■ **What you will do**
Show the lines of the material that contain the word "milliseconds".
----------
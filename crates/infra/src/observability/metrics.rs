//! Reminder scheduler metrics
//!
//! ## Design
//! - **SeqCst** for the tick time total and count used by the average
//! - **Relaxed** for independent counters
//! - Durations are stored in microseconds and reported in milliseconds

use std::sync::atomic::{AtomicU64, AtomicUsize, Ordering};
use std::time::Duration;

use duebell_core::TickReport;
use serde::Serialize;

use crate::observability::{MetricsError, MetricsResult};

/// Counters for scheduled reminder ticks
#[derive(Debug, Default)]
pub struct ReminderMetrics {
    ticks_started: AtomicUsize,
    ticks_completed: AtomicUsize,
    ticks_failed: AtomicUsize,
    ticks_overlapped: AtomicUsize,
    ticks_timed_out: AtomicUsize,
    reminders_dispatched: AtomicUsize,
    reminders_skipped: AtomicUsize,
    dispatch_failures: AtomicUsize,
    total_tick_time_micros: AtomicU64,
    last_tick_time_micros: AtomicU64,
}

/// Point-in-time copy of [`ReminderMetrics`]
#[derive(Debug, Clone, Copy, PartialEq, Eq, Serialize)]
pub struct ReminderMetricsSnapshot {
    pub ticks_started: usize,
    pub ticks_completed: usize,
    pub ticks_failed: usize,
    pub ticks_overlapped: usize,
    pub ticks_timed_out: usize,
    pub reminders_dispatched: usize,
    pub reminders_skipped: usize,
    pub dispatch_failures: usize,
    pub last_tick_ms: u64,
}

impl ReminderMetrics {
    pub fn new() -> Self {
        Self::default()
    }

    pub fn record_tick_started(&self) -> MetricsResult<()> {
        self.ticks_started.fetch_add(1, Ordering::Relaxed);
        Ok(())
    }

    /// Record a finished tick and the per-task outcomes in its report.
    pub fn record_tick_completed(&self, report: &TickReport) -> MetricsResult<()> {
        self.ticks_completed.fetch_add(1, Ordering::Relaxed);
        self.reminders_dispatched.fetch_add(report.dispatched_count(), Ordering::Relaxed);
        self.reminders_skipped.fetch_add(report.skipped_count(), Ordering::Relaxed);
        self.dispatch_failures.fetch_add(report.failed_count(), Ordering::Relaxed);
        self.record_tick_time(report.duration)
    }

    pub fn record_tick_failed(&self) -> MetricsResult<()> {
        self.ticks_failed.fetch_add(1, Ordering::Relaxed);
        Ok(())
    }

    pub fn record_tick_overlapped(&self) -> MetricsResult<()> {
        self.ticks_overlapped.fetch_add(1, Ordering::Relaxed);
        Ok(())
    }

    pub fn record_tick_timeout(&self) -> MetricsResult<()> {
        self.ticks_timed_out.fetch_add(1, Ordering::Relaxed);
        Ok(())
    }

    fn record_tick_time(&self, duration: Duration) -> MetricsResult<()> {
        let micros = u64::try_from(duration.as_micros()).unwrap_or(u64::MAX);
        self.total_tick_time_micros.fetch_add(micros, Ordering::SeqCst);
        self.last_tick_time_micros.store(micros, Ordering::Relaxed);
        Ok(())
    }

    /// Average duration of completed ticks in milliseconds.
    pub fn avg_tick_time_ms(&self) -> MetricsResult<f64> {
        let total = self.total_tick_time_micros.load(Ordering::SeqCst);
        let count = self.ticks_completed.load(Ordering::SeqCst);
        if count == 0 {
            return Err(MetricsError::EmptyData { metric: "average tick time" });
        }
        Ok((total as f64 / count as f64) / 1_000.0)
    }

    pub fn snapshot(&self) -> ReminderMetricsSnapshot {
        ReminderMetricsSnapshot {
            ticks_started: self.ticks_started.load(Ordering::Relaxed),
            ticks_completed: self.ticks_completed.load(Ordering::Relaxed),
            ticks_failed: self.ticks_failed.load(Ordering::Relaxed),
            ticks_overlapped: self.ticks_overlapped.load(Ordering::Relaxed),
            ticks_timed_out: self.ticks_timed_out.load(Ordering::Relaxed),
            reminders_dispatched: self.reminders_dispatched.load(Ordering::Relaxed),
            reminders_skipped: self.reminders_skipped.load(Ordering::Relaxed),
            dispatch_failures: self.dispatch_failures.load(Ordering::Relaxed),
            last_tick_ms: self.last_tick_time_micros.load(Ordering::Relaxed) / 1_000,
        }
    }
}

#[cfg(test)]
mod tests {
    use chrono::{Duration as ChronoDuration, TimeZone, Utc};
    use duebell_core::reminder::{DispatchedReminder, FailedDispatch};
    use duebell_domain::DueWindow;

    use super::*;

    fn report(duration_ms: u64) -> TickReport {
        let now = Utc.with_ymd_and_hms(2025, 1, 15, 10, 0, 0).unwrap();
        let mut report = TickReport::new(DueWindow::starting_at(now, ChronoDuration::hours(1)));
        report.dispatched.push(DispatchedReminder {
            task_id: "t1".into(),
            recipient: "a@x.com".into(),
            message_id: None,
        });
        report.failed.push(FailedDispatch { task_id: "t2".into(), error: "boom".into() });
        report.duration = Duration::from_millis(duration_ms);
        report
    }

    #[test]
    fn average_requires_a_completed_tick() {
        let metrics = ReminderMetrics::new();
        assert!(matches!(metrics.avg_tick_time_ms(), Err(MetricsError::EmptyData { .. })));
    }

    #[test]
    fn completed_ticks_accumulate_report_counts() {
        let metrics = ReminderMetrics::new();
        metrics.record_tick_completed(&report(100)).unwrap();
        metrics.record_tick_completed(&report(300)).unwrap();
        metrics.record_tick_overlapped().unwrap();

        let snapshot = metrics.snapshot();
        assert_eq!(snapshot.ticks_completed, 2);
        assert_eq!(snapshot.reminders_dispatched, 2);
        assert_eq!(snapshot.dispatch_failures, 2);
        assert_eq!(snapshot.ticks_overlapped, 1);
        assert_eq!(snapshot.last_tick_ms, 300);
        assert_eq!(metrics.avg_tick_time_ms().unwrap(), 200.0);
    }
}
----------
■ **Written solution**
//! - Durations are stored in microseconds and reported in milliseconds
    /// Average duration of completed ticks in milliseconds.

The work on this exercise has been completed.